2015年3月23日月曜日

2015年もくあみ会2

第一部『嵌合位からみた犬歯』は、主に少数歯欠損のステージの症例で組み立てられ、まずは『弱体化した犬歯の回復』というテーマで2症例が発表された。犬歯を喪失すると咬合や補綴設計という点で難題を抱えることになるが、2症例とも状態が悪化した犬歯を見事に回復させ、ガイドの機能を再獲得させていた。1歯の保存にこだわる姿勢は基本ゼミで教わった最たるものの1つだが、中でもそれは『犬歯の保存』という局面において、特別大きな意義をもつように思われた。

次に行われたテーマは、『機能していない犬歯の活用』だ。歯列不正などから犬歯がガイドの機能を果たしていないようなケースがあるとして、その全てに臼歯部でトラブルが起こるわけではないだろうが、臼歯部が欠損したり弱体化しているケースでは犬歯が機能していなことが多いのではないだろうか。ここで発表された3症例のうちの2つは、犬歯機能不全に起因する臼歯部トラブル症例と考えられた。因果関係さえはっきりすれば、そこからの最大の目標は、犬歯の咬合接触とガイド機能の獲得となるが、その手段は補綴的あるいは矯正的な介入のどちらかに限られる。術者の技量も強く問われる局面だろう。残る1症例は10代の犬歯唇側転位症例であった。矯正治療により獲得された個性正常咬合は、将来欠損歯列にはきっとならないだろうと思わせるのには十分で、極めて予防的な処置であることを再確認させられた。
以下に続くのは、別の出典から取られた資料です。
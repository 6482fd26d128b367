//! CLI command implementations.

pub mod resource_types;
pub mod sync;
pub mod validate;
//! Connector entry point.

use crate::error::{ConnectorError, ConnectorResult};
use crate::schedules::{Clock, ScheduleSyncer};
use crate::secrets::SecretSyncer;
use crate::syncer::ResourceSyncer;
use crate::teams::TeamSyncer;
use crate::users::UserSyncer;
use rootly_client::UpstreamClient;
use serde::Serialize;
use std::sync::Arc;
use tracing::{debug, info};

/// Descriptive metadata about the connector.
#[derive(Debug, Clone, PartialEq, Eq, Serialize)]
pub struct ConnectorMetadata {
    /// Display name.
    pub display_name: String,
    /// Description.
    pub description: String,
}

/// The Rootly connector.
///
/// Owns the upstream client and hands out one syncer per resource type.
pub struct Connector<U: UpstreamClient> {
    client: Arc<U>,
    clock: Option<Clock>,
}

impl<U: UpstreamClient + 'static> Connector<U> {
    /// Creates a connector.
    pub fn new(client: U) -> Self {
        Self::from_arc(Arc::new(client))
    }

    /// Creates a connector sharing an existing client.
    pub fn from_arc(client: Arc<U>) -> Self {
        Self {
            client,
            clock: None,
        }
    }

    /// Overrides the clock used for on-call lookups.
    pub fn with_clock(mut self, clock: Clock) -> Self {
        self.clock = Some(clock);
        self
    }

    /// Returns the upstream client.
    pub fn client(&self) -> &Arc<U> {
        &self.client
    }

    /// Returns the connector metadata.
    pub fn metadata(&self) -> ConnectorMetadata {
        ConnectorMetadata {
            display_name: "Rootly Connector".to_string(),
            description: "Syncs Rootly users, teams, secrets and on-call schedules".to_string(),
        }
    }

    /// Checks that the configured credentials can read from Rootly.
    ///
    /// # Errors
    ///
    /// Returns `ConnectorError::Validation` if the first page of users
    /// cannot be fetched.
    pub fn validate(&self) -> ConnectorResult<()> {
        debug!("validating credentials");
        self.client
            .list_users("")
            .map_err(|source| ConnectorError::Validation { source })?;
        info!("credentials validated");
        Ok(())
    }

    /// Returns one syncer per resource type, in sync order.
    pub fn resource_syncers(&self) -> Vec<Box<dyn ResourceSyncer>> {
        let mut schedules = ScheduleSyncer::new(Arc::clone(&self.client));
        if let Some(clock) = self.clock {
            schedules = schedules.with_clock(clock);
        }

        vec![
            Box::new(UserSyncer::new(Arc::clone(&self.client))),
            Box::new(TeamSyncer::new(Arc::clone(&self.client))),
            Box::new(SecretSyncer::new(Arc::clone(&self.client))),
            Box::new(schedules),
        ]
    }
}

#[cfg(test)]
mod tests {
    use super::*;
    use rootly_client::{ClientError, MockUpstream, Operation};
    use rootly_model::ResourceType;

    #[test]
    fn metadata() {
        let connector = Connector::new(MockUpstream::new());
        assert_eq!(connector.metadata().display_name, "Rootly Connector");
    }

    #[test]
    fn syncers_follow_catalog_order() {
        let connector = Connector::new(MockUpstream::new());
        let kinds: Vec<_> = connector
            .resource_syncers()
            .iter()
            .map(|s| s.resource_type().kind)
            .collect();
        let expected: Vec<_> = ResourceType::all().iter().map(|t| t.kind).collect();
        assert_eq!(kinds, expected);
    }

    #[test]
    fn validate_lists_users() {
        let connector = Connector::new(MockUpstream::new());
        connector.validate().unwrap();
        assert_eq!(connector.client().call_count(Operation::ListUsers), 1);
    }

    #[test]
    fn validate_failure() {
        let connector = Connector::new(MockUpstream::new());
        connector
            .client()
            .fail_next(Operation::ListUsers, ClientError::status(401));
        assert!(matches!(
            connector.validate(),
            Err(ConnectorError::Validation { .. })
        ));
    }
}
ここまでは犬歯活用ケースだったが、3つめのテーマは『犬歯の嵌合位を守る』として、犬歯温存ケースを4症例呈示していただいた。犬歯への介入がよぎる局面において、パーシャルデンチャー・移植・インプラントを用いることにより犬歯非切削とし、既存の咬合接触やガイドを保守するということに主眼を置いた発表がなされた。犬歯を積極的に削りたいと考えるような歯科医はもくあみ会にはいないが、一方でそれを錦の御旗にして即インプラント埋入が許されるような会でもない。線引きは非常に難しく、決断は術者にしかできないことだが、天秤の傾きは厳密に見極めねばならないということを改めて感じさせられた。

2015年3月9日月曜日

2015年もくあみ会1

 臨床基本ゼミのOB会である『もくあみ会』の実行委員として全体会に携わるようになってから、3度目の幕が閉じた。全体会は、実行委員2人体制で企画立案から当日の司会までを担当するが、振り返ってみれば、この3年間は2011年に金子先生が提唱された『KA367』の後追いをしてきたように思う。2012年は『欠損歯列における犬歯の役割』、2013年『左右的残存歯偏在の治療方針』と銘打ち、犬歯の重要性を象徴するようなケースをベースとしてディスカッションを行ってきた。その中で、『犬歯は欠損歯列において頼れる存在』であることが明確となってきたが、一方で犬歯を喪失したケースでは悲劇的な状況に追い込まれることが少なくないということもわかってきた。中には、医原性に犬歯を喪失したことで、左右的すれ違い咬合へ移行しつつあるケースもあった。そんなことを見るにつけ、いくらスーパースターの犬歯といえども無敵ではなく、切り札として慎重な取り扱いをしなければならないという思いが強くなってきた。
折しも、今年は全員参加型にしたいという考えもあったことから、『頼りたい犬歯・大切にしたい犬歯』という相反する命題に対して、『犬歯を活用したケース』『犬歯を温存したケース』という条件で、会員から広くケースを募ることとした。

 もくあみ会ほど犬歯に焦点を当ててきた会はない。その思いの通り、半数の会員から犬歯を中心とした物語を提示していただいた。 条件を絞らないという狙いだったが、集合を総覧していくと、幾つかの共通した思惑の元にそれぞれのケースは進んでいるということがみえてきた。局面ごとに犬歯に期待する役割が違う。こんなところからも犬歯の歯種特異性というものが強く認識される結果となった。共通するケースを細分化したのちに、2つに大別し、全体会は二部構成とすることとした。第一部は『嵌合位からみた犬歯』、第二部は『欠損歯列からみた犬歯』である。